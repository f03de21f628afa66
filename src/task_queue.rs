//! Task queue
//!
//! Prioritized, persisted units of work, each owned by one agent. A task only
//! ever moves forward through `pending -> in_progress -> {completed, failed}`.
//! Every transition is a compare-and-swap on the current status, so a
//! request that would move a task backwards, skip a step, or leave a terminal
//! status is rejected and the row stays as it was.

use crate::error::{Result, SubstrateError};
use crate::models::{Task, TaskCounts, TaskRow, TaskStatus, STORE_NOW_MILLIS};
use crate::store::Store;
use serde_json::Value;
use sqlx::SqlitePool;
use tracing::{debug, info, warn};

const TASK_COLUMNS: &str = "id, task_id, agent_id, status, priority, task_data, result, \
                            created_at, started_at, completed_at";

/// Persisted, priority-ordered work queue
#[derive(Debug, Clone)]
pub struct TaskQueue {
    pool: SqlitePool,
}

impl TaskQueue {
    /// Create a task queue handle on the shared store
    pub fn new(store: &Store) -> Self {
        Self {
            pool: store.pool().clone(),
        }
    }

    /// Create a `pending` task for `owner_agent_id` and return its public id
    ///
    /// Use [`crate::models::DEFAULT_TASK_PRIORITY`] when the caller has no
    /// preference; higher values are more urgent.
    pub async fn create(&self, owner_agent_id: &str, payload: &Value, priority: i64) -> Result<String> {
        let task_id = Task::generate_id();
        let task_data = serde_json::to_string(payload)?;

        sqlx::query(&format!(
            "INSERT INTO agent_tasks (task_id, agent_id, status, priority, task_data, created_at) \
             VALUES (?, ?, ?, ?, ?, {STORE_NOW_MILLIS})"
        ))
        .bind(&task_id)
        .bind(owner_agent_id)
        .bind(TaskStatus::Pending.as_str())
        .bind(priority)
        .bind(&task_data)
        .execute(&self.pool)
        .await
        .map_err(|e| SubstrateError::store("create task", e))?;

        info!(
            task_id = %task_id,
            owner = %owner_agent_id,
            priority = priority,
            "Task created"
        );
        Ok(task_id)
    }

    /// Pending tasks for `owner_agent_id`, most urgent first, oldest first
    /// within a priority
    ///
    /// A task whose stored payload is not JSON is still returned, with its
    /// raw text and `payload_error` set, so it can be claimed and failed.
    pub async fn fetch_pending(&self, owner_agent_id: &str) -> Result<Vec<Task>> {
        let rows = sqlx::query_as::<_, TaskRow>(&format!(
            "SELECT {TASK_COLUMNS} FROM agent_tasks WHERE agent_id = ? AND status = ? \
             ORDER BY priority DESC, created_at ASC, id ASC"
        ))
        .bind(owner_agent_id)
        .bind(TaskStatus::Pending.as_str())
        .fetch_all(&self.pool)
        .await
        .map_err(|e| SubstrateError::store("fetch pending tasks", e))?;

        rows.into_iter().map(Task::try_from).collect()
    }

    /// Move a task to `status`
    ///
    /// Entering `in_progress` stamps `started_at`. Entering `completed` or
    /// `failed` stamps `completed_at` and stores `result`. `result` is
    /// ignored for non-terminal statuses.
    pub async fn update_status(
        &self,
        task_id: &str,
        status: TaskStatus,
        result: Option<&Value>,
    ) -> Result<()> {
        let Some(predecessor) = status.required_predecessor() else {
            return Err(self.rejection(task_id, status).await);
        };

        let executed = if status.is_terminal() {
            let result = result.map(serde_json::to_string).transpose()?;
            sqlx::query(&format!(
                "UPDATE agent_tasks SET status = ?, completed_at = {STORE_NOW_MILLIS}, result = ? \
                 WHERE task_id = ? AND status = ?"
            ))
            .bind(status.as_str())
            .bind(result)
            .bind(task_id)
            .bind(predecessor.as_str())
            .execute(&self.pool)
            .await
        } else {
            if result.is_some() {
                debug!(task_id = %task_id, status = %status, "Ignoring result on non-terminal transition");
            }
            sqlx::query(&format!(
                "UPDATE agent_tasks SET status = ?, started_at = {STORE_NOW_MILLIS} \
                 WHERE task_id = ? AND status = ?"
            ))
            .bind(status.as_str())
            .bind(task_id)
            .bind(predecessor.as_str())
            .execute(&self.pool)
            .await
        };
        let outcome = executed.map_err(|e| SubstrateError::store("update task status", e))?;

        if outcome.rows_affected() == 0 {
            return Err(self.rejection(task_id, status).await);
        }

        info!(task_id = %task_id, status = %status, "Task status updated");
        Ok(())
    }

    /// Get a task by its public id
    pub async fn get(&self, task_id: &str) -> Result<Option<Task>> {
        let row = sqlx::query_as::<_, TaskRow>(&format!(
            "SELECT {TASK_COLUMNS} FROM agent_tasks WHERE task_id = ?"
        ))
        .bind(task_id)
        .fetch_optional(&self.pool)
        .await
        .map_err(|e| SubstrateError::store("fetch task", e))?;

        row.map(Task::try_from).transpose()
    }

    /// Count `owner_agent_id`'s tasks per status
    pub async fn status_counts(&self, owner_agent_id: &str) -> Result<TaskCounts> {
        let rows: Vec<(String, i64)> = sqlx::query_as(
            "SELECT status, COUNT(*) FROM agent_tasks WHERE agent_id = ? GROUP BY status",
        )
        .bind(owner_agent_id)
        .fetch_all(&self.pool)
        .await
        .map_err(|e| SubstrateError::store("count tasks", e))?;

        let mut counts = TaskCounts::default();
        for (status, count) in rows {
            match status.parse::<TaskStatus>()? {
                TaskStatus::Pending => counts.pending = count,
                TaskStatus::InProgress => counts.in_progress = count,
                TaskStatus::Completed => counts.completed = count,
                TaskStatus::Failed => counts.failed = count,
            }
        }
        Ok(counts)
    }

    /// Build the error for a transition the current row does not allow
    async fn rejection(&self, task_id: &str, to: TaskStatus) -> SubstrateError {
        let current: std::result::Result<Option<(String,)>, sqlx::Error> =
            sqlx::query_as("SELECT status FROM agent_tasks WHERE task_id = ?")
                .bind(task_id)
                .fetch_optional(&self.pool)
                .await;

        match current {
            Ok(None) => SubstrateError::TaskNotFound(task_id.to_string()),
            Ok(Some((from,))) => match from.parse::<TaskStatus>() {
                Ok(from) => {
                    warn!(task_id = %task_id, from = %from, to = %to, "Rejected task transition");
                    SubstrateError::InvalidTransition {
                        task_id: task_id.to_string(),
                        from,
                        to,
                    }
                }
                Err(e) => e,
            },
            Err(e) => SubstrateError::store("read task status", e),
        }
    }
}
▬▬▬▬▬▬▬▬▬▬
→ **Goal of the exercise**
Line by line, transcribe all of the records exactly.

→ **Task output**
repository f03de21f628afa66
filename src/task_queue.rs
//! Task queue
//!
//! Prioritized, persisted units of work, each owned by one agent. A task only
//! ever moves forward through `pending -> in_progress -> {completed, failed}`.
//! Every transition is a compare-and-swap on the current status, so a
//! request that would move a task backwards, skip a step, or leave a terminal
//! status is rejected and the row stays as it was.

use crate::error::{Result, SubstrateError};
use crate::models::{Task, TaskCounts, TaskRow, TaskStatus, STORE_NOW_MILLIS};
use crate::store::Store;
use serde_json::Value;
use sqlx::SqlitePool;
use tracing::{debug, info, warn};

const TASK_COLUMNS: &str = "id, task_id, agent_id, status, priority, task_data, result, \
                            created_at, started_at, completed_at";

/// Persisted, priority-ordered work queue
#[derive(Debug, Clone)]
pub struct TaskQueue {
    pool: SqlitePool,
}

impl TaskQueue {
    /// Create a task queue handle on the shared store
    pub fn new(store: &Store) -> Self {
        Self {
            pool: store.pool().clone(),
        }
    }

    /// Create a `pending` task for `owner_agent_id` and return its public id
    ///
    /// Use [`crate::models::DEFAULT_TASK_PRIORITY`] when the caller has no
    /// preference; higher values are more urgent.
    pub async fn create(&self, owner_agent_id: &str, payload: &Value, priority: i64) -> Result<String> {
        let task_id = Task::generate_id();
        let task_data = serde_json::to_string(payload)?;

        sqlx::query(&format!(
            "INSERT INTO agent_tasks (task_id, agent_id, status, priority, task_data, created_at) \
             VALUES (?, ?, ?, ?, ?, {STORE_NOW_MILLIS})"
        ))
        .bind(&task_id)
        .bind(owner_agent_id)
        .bind(TaskStatus::Pending.as_str())
        .bind(priority)
        .bind(&task_data)
        .execute(&self.pool)
        .await
        .map_err(|e| SubstrateError::store("create task", e))?;

        info!(
            task_id = %task_id,
            owner = %owner_agent_id,
            priority = priority,
            "Task created"
        );
        Ok(task_id)
    }

    /// Pending tasks for `owner_agent_id`, most urgent first, oldest first
    /// within a priority
    ///
    /// A task whose stored payload is not JSON is still returned, with its
    /// raw text and `payload_error` set, so it can be claimed and failed.
    pub async fn fetch_pending(&self, owner_agent_id: &str) -> Result<Vec<Task>> {
        let rows = sqlx::query_as::<_, TaskRow>(&format!(
            "SELECT {TASK_COLUMNS} FROM agent_tasks WHERE agent_id = ? AND status = ? \
             ORDER BY priority DESC, created_at ASC, id ASC"
        ))
        .bind(owner_agent_id)
        .bind(TaskStatus::Pending.as_str())
        .fetch_all(&self.pool)
        .await
        .map_err(|e| SubstrateError::store("fetch pending tasks", e))?;

        rows.into_iter().map(Task::try_from).collect()
    }

    /// Move a task to `status`
    ///
    /// Entering `in_progress` stamps `started_at`. Entering `completed` or
    /// `failed` stamps `completed_at` and stores `result`. `result` is
    /// ignored for non-terminal statuses.
    pub async fn update_status(
        &self,
        task_id: &str,
        status: TaskStatus,
        result: Option<&Value>,
    ) -> Result<()> {
        let Some(predecessor) = status.required_predecessor() else {
            return Err(self.rejection(task_id, status).await);
        };

        let executed = if status.is_terminal() {
            let result = result.map(serde_json::to_string).transpose()?;
            sqlx::query(&format!(
                "UPDATE agent_tasks SET status = ?, completed_at = {STORE_NOW_MILLIS}, result = ? \
                 WHERE task_id = ? AND status = ?"
            ))
            .bind(status.as_str())
            .bind(result)
            .bind(task_id)
            .bind(predecessor.as_str())
            .execute(&self.pool)
            .await
        } else {
            if result.is_some() {
                debug!(task_id = %task_id, status = %status, "Ignoring result on non-terminal transition");
            }
            sqlx::query(&format!(
                "UPDATE agent_tasks SET status = ?, started_at = {STORE_NOW_MILLIS} \
                 WHERE task_id = ? AND status = ?"
            ))
            .bind(status.as_str())
            .bind(task_id)
            .bind(predecessor.as_str())
            .execute(&self.pool)
            .await
        };
        let outcome = executed.map_err(|e| SubstrateError::store("update task status", e))?;

        if outcome.rows_affected() == 0 {
            return Err(self.rejection(task_id, status).await);
        }

        info!(task_id = %task_id, status = %status, "Task status updated");
        Ok(())
    }

    /// Get a task by its public id
    pub async fn get(&self, task_id: &str) -> Result<Option<Task>> {
        let row = sqlx::query_as::<_, TaskRow>(&format!(
            "SELECT {TASK_COLUMNS} FROM agent_tasks WHERE task_id = ?"
        ))
        .bind(task_id)
        .fetch_optional(&self.pool)
        .await
        .map_err(|e| SubstrateError::store("fetch task", e))?;

        row.map(Task::try_from).transpose()
    }

    /// Count `owner_agent_id`'s tasks per status
    pub async fn status_counts(&self, owner_agent_id: &str) -> Result<TaskCounts> {
        let rows: Vec<(String, i64)> = sqlx::query_as(
            "SELECT status, COUNT(*) FROM agent_tasks WHERE agent_id = ? GROUP BY status",
        )
        .bind(owner_agent_id)
        .fetch_all(&self.pool)
        .await
        .map_err(|e| SubstrateError::store("count tasks", e))?;

        let mut counts = TaskCounts::default();
        for (status, count) in rows {
            match status.parse::<TaskStatus>()? {
                TaskStatus::Pending => counts.pending = count,
                TaskStatus::InProgress => counts.in_progress = count,
                TaskStatus::Completed => counts.completed = count,
                TaskStatus::Failed => counts.failed = count,
            }
        }
        Ok(counts)
    }

    /// Build the error for a transition the current row does not allow
    async fn rejection(&self, task_id: &str, to: TaskStatus) -> SubstrateError {
        let current: std::result::Result<Option<(String,)>, sqlx::Error> =
            sqlx::query_as("SELECT status FROM agent_tasks WHERE task_id = ?")
                .bind(task_id)
                .fetch_optional(&self.pool)
                .await;

        match current {
            Ok(None) => SubstrateError::TaskNotFound(task_id.to_string()),
            Ok(Some((from,))) => match from.parse::<TaskStatus>() {
                Ok(from) => {
                    warn!(task_id = %task_id, from = %from, to = %to, "Rejected task transition");
                    SubstrateError::InvalidTransition {
                        task_id: task_id.to_string(),
                        from,
                        to,
                    }
                }
                Err(e) => e,
            },
            Err(e) => SubstrateError::store("read task status", e),
        }
    }
}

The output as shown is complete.